International tourism is on track to return to pre-pandemic levels in 2024, according to the United Nations World Tourism Organization's World Tourism Barometer.
International tourism ended 2023 at 88 per cent of pre-pandemic levels, with an estimated 1.3 billion international arrivals, the agency says.
The remaining pent-up demand, increased air connectivity, and a stronger recovery of Asian markets and destinations, are expected to underpin a full recovery by the end of 2024.
Middle East, Europe & Africa performed strongest in 2023
The UNWTO World Tourism Barometer provided an overview of the sector's performance in 2023, tracking recovery by global region, sub-region and destination.
Key takeaways include:
The Middle East led recovery in relative terms as the only region to overcome pre-pandemic levels with arrivals 22 per cent above 2019.
Europe, the world's most visited region, reached 94 per cent of 2019 levels, supported by intra-regional demand and travel from the United States.
Africa recovered 96 per cent of pre-pandemic visitors and Americas reached 90 per cent.
Asia and the Pacific reached 65 per cent of pre-pandemic levels following the reopening of several markets and destinations. However, performance is mixed, with South Asia already recovering 87 per cent of 2019 levels and North-East Asia around 55 per cent.
International Tourist Arrivals (% change over 2019)
Several destinations reported double-digit growth in international arrivals in 2023 when compared to 2019.
Four sub-regions exceeded their 2019 arrival levels: Southern Mediterranean Europe, Caribbean, Central America and North Africa.
"The latest UNWTO data underscores tourism's resilience and rapid recovery, with pre-pandemic numbers expected by the end of 2024. The rebound is already having a significant impact on economies, jobs, growth and opportunities for communities everywhere.
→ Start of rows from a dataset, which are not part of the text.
use serde::{Deserialize, Serialize};
use serde_json::{Map, Value};
use std::io;
use std::path::Path;
use thiserror::Error;

use crate::instant::format_instant;
use crate::model::{PendingPayment, RecordKind, Transaction, UserRecord};
use crate::validate::{sanitize, validate_record};

/// Errors that can occur when reading or writing csv rows
#[derive(Debug, Error)]
pub enum CsvError {
    #[error("failed to open {path}: {source}")]
    Open { path: String, source: csv::Error },

    #[error("line {line}: failed to parse row: {source}")]
    Parse { line: usize, source: csv::Error },

    #[error("line {line}: invalid transaction: {}", .errors.join("; "))]
    Invalid { line: usize, errors: Vec<String> },

    #[error("failed to write csv: {0}")]
    Write(#[from] csv::Error),

    #[error("failed to flush csv: {0}")]
    Flush(#[from] io::Error),
}

#[derive(Debug, Deserialize)]
#[serde(rename_all = "camelCase")]
struct InputRow {
    id: Option<String>,
    user_id: Option<String>,
    r#type: Option<String>,
    status: Option<String>,
    amount: Option<f64>,
    currency: Option<String>,
    fee: Option<f64>,
    method: Option<String>,
    description: Option<String>,
    created_at: Option<String>,
}

impl InputRow {
    /// Empty cells are left out so validation reports them as missing.
    fn into_json(self) -> Value {
        let mut fields = Map::new();
        let mut put = |name: &str, value: Option<Value>| {
            if let Some(value) = value {
                fields.insert(name.to_string(), value);
            }
        };
        put("id", self.id.map(Value::from));
        put("userId", self.user_id.map(Value::from));
        put("type", self.r#type.map(Value::from));
        put("status", self.status.map(Value::from));
        put("amount", self.amount.map(Value::from));
        put("currency", self.currency.map(Value::from));
        put("fee", self.fee.map(Value::from));
        put("method", self.method.map(Value::from));
        put("description", self.description.map(Value::from));
        put("createdAt", self.created_at.map(Value::from));
        Value::Object(fields)
    }
}

#[derive(Debug, Serialize)]
#[serde(rename_all = "camelCase")]
struct TransactionRow<'a> {
    id: &'a str,
    user_id: &'a str,
    r#type: &'static str,
    status: &'static str,
    amount: String,
    currency: &'a str,
    fee: String,
    created_at: String,
}

#[derive(Debug, Serialize)]
#[serde(rename_all = "camelCase")]
struct PaymentRow<'a> {
    id: &'a str,
    user_id: &'a str,
    r#type: &'static str,
    status: &'static str,
    amount: String,
    submitted_at: String,
    reviewed_by: &'a str,
}

#[derive(Debug, Serialize)]
#[serde(rename_all = "camelCase")]
struct UserRow<'a> {
    id: &'a str,
    email: &'a str,
    status: &'static str,
    balance: String,
    verified: bool,
}

/// Read transactions from a csv file.
///
/// Every row goes through the same sanitize and validate pass as a sync
/// event; rows that fail it are reported with their line number.
pub fn read_transactions(
    path: impl AsRef<Path>,
) -> Result<impl Iterator<Item = Result<Transaction, CsvError>>, CsvError> {
    let path = path.as_ref();
    let reader = csv::ReaderBuilder::new()
        .trim(csv::Trim::All)
        .from_path(path)
        .map_err(|source| CsvError::Open {
            path: path.display().to_string(),
            source,
        })?;

    Ok(reader
        .into_deserialize::<InputRow>()
        .enumerate()
        .map(|(idx, result)| {
            let line = idx + 2; // 1-indexed, skip header
            let row = result.map_err(|source| CsvError::Parse { line, source })?;

            let validation = validate_record(RecordKind::Transaction, &sanitize(&row.into_json()));
            if !validation.is_valid {
                return Err(CsvError::Invalid {
                    line,
                    errors: validation.errors,
                });
            }
            serde_json::from_value(validation.sanitized).map_err(|e| CsvError::Invalid {
                line,
                errors: vec![e.to_string()],
            })
        }))
}

/// Write transactions in csv format
pub fn write_transactions<'a>(
    out: impl io::Write,
    transactions: impl IntoIterator<Item = &'a Transaction>,
) -> Result<(), CsvError> {
    let mut writer = csv::Writer::from_writer(out);
    for tx in transactions {
        writer.serialize(TransactionRow {
            id: &tx.id,
            user_id: &tx.user_id,
            r#type: tx.kind.as_str(),
            status: tx.status.as_str(),
            amount: tx.amount.to_string(),
            currency: &tx.currency,
            fee: tx.fee.to_string(),
            created_at: format_instant(tx.created_at),
        })?;
    }
    writer.flush()?;
    Ok(())
}

/// Write pending payments in csv format
pub fn write_payments<'a>(
    out: impl io::Write,
    payments: impl IntoIterator<Item = &'a PendingPayment>,
) -> Result<(), CsvError> {
    let mut writer = csv::Writer::from_writer(out);
    for payment in payments {
        writer.serialize(PaymentRow {
            id: &payment.id,
            user_id: &payment.user_id,
            r#type: payment.kind.as_str(),
            status: payment.status.as_str(),
            amount: payment.amount.to_string(),
            submitted_at: format_instant(payment.submitted_at),
            reviewed_by: payment.reviewed_by.as_deref().unwrap_or_default(),
        })?;
    }
    writer.flush()?;
    Ok(())
}

/// Write users in csv format
pub fn write_users<'a>(
    out: impl io::Write,
    users: impl IntoIterator<Item = &'a UserRecord>,
) -> Result<(), CsvError> {
    let mut writer = csv::Writer::from_writer(out);
    for user in users {
        writer.serialize(UserRow {
            id: &user.id,
            email: &user.email,
            status: user.status.as_str(),
            balance: user.balance.to_string(),
            verified: user.verified,
        })?;
    }
    writer.flush()?;
    Ok(())
}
These numbers also recall the critical task of progressing sustainability and inclusion in tourism development,” said UNWTO Secretary-General Zurab Pololikashvili.
International tourism hit US$1.4 trillion in 2023
The latest UNWTO data also highlights the economic impact of recovery.
International tourism receipts reached USD 1.4 trillion in 2023 according to preliminary estimates, about 93 per cent of the USD 1.5 trillion earned by destinations in 2019.
Total export revenues from tourism (including passenger transport) are estimated at USD 1.6 trillion in 2023, almost 95 per cent of the USD 1.7 trillion recorded in 2019.
According to the UNWTO Tourism Recovery Tracker, both international air capacity and passenger demand recovered about 90 per cent of pre-pandemic levels through October 2023 (IATA).
On international tourism, initial estimates point to two per cent growth above 2019 levels.
This forecast by UNWTO remains subject to the pace of recovery in Asia and to the evolution of existing economic and geopolitical downside risks.
The positive outlook is reflected in the latest UNWTO Tourism Confidence Index survey, with 67 per cent of tourism professionals indicating better or much better prospects for 2024 compared to 2023.
Some 28 per cent expect similar performance, while only six per cent expect tourism performance in 2024 to be worse than last year.
There is still significant room for recovery across Asia, the UNWTO says.
Chinese outbound and inbound tourism is expected to accelerate in 2024, due to visa facilitation and improved air capacity.
China is applying visa-free travel for citizens of France, Germany, Italy, the Netherlands, Spain and Malaysia for a year to Nov. 30, 2024.
Europe is expected to drive results again in 2024. In March, Romania and Bulgaria will join the Schengen area of free movement, and Paris will host the Summer Olympics in July and August.
Strong travel from the United States, backed by a strong US dollar, will continue to benefit destinations in the Americas and beyond, the UNWTO says.
As in 2023, robust source markets in Europe, the Americas and the Middle East, will continue to fuel tourism flows and spending around the world.
Economic and geopolitical headwinds, meanwhile, continue to pose significant challenges to the sustained recovery of international tourism and confidence levels.
Persisting inflation, high interest rates, volatile oil prices and disruptions to trade can continue to impact transport and accommodations costs in 2024, the UNWTO says.
Against this backdrop, tourists are expected to increasingly seek value for money and travel closer to home, the agency says.
Sustainable practices and adaptability will also play an increasing role in consumer choice.
Staff shortages remain a critical issue, as tourism businesses face a shortfall in labor to cope with high demand.
The evolution of the Hamas-Israel conflict may also disrupt travel in the Middle East and impact traveler confidence.
Uncertainty derived from the Russian aggression against Ukraine as well as other mounting geopolitical tensions, continue to weigh on confidence.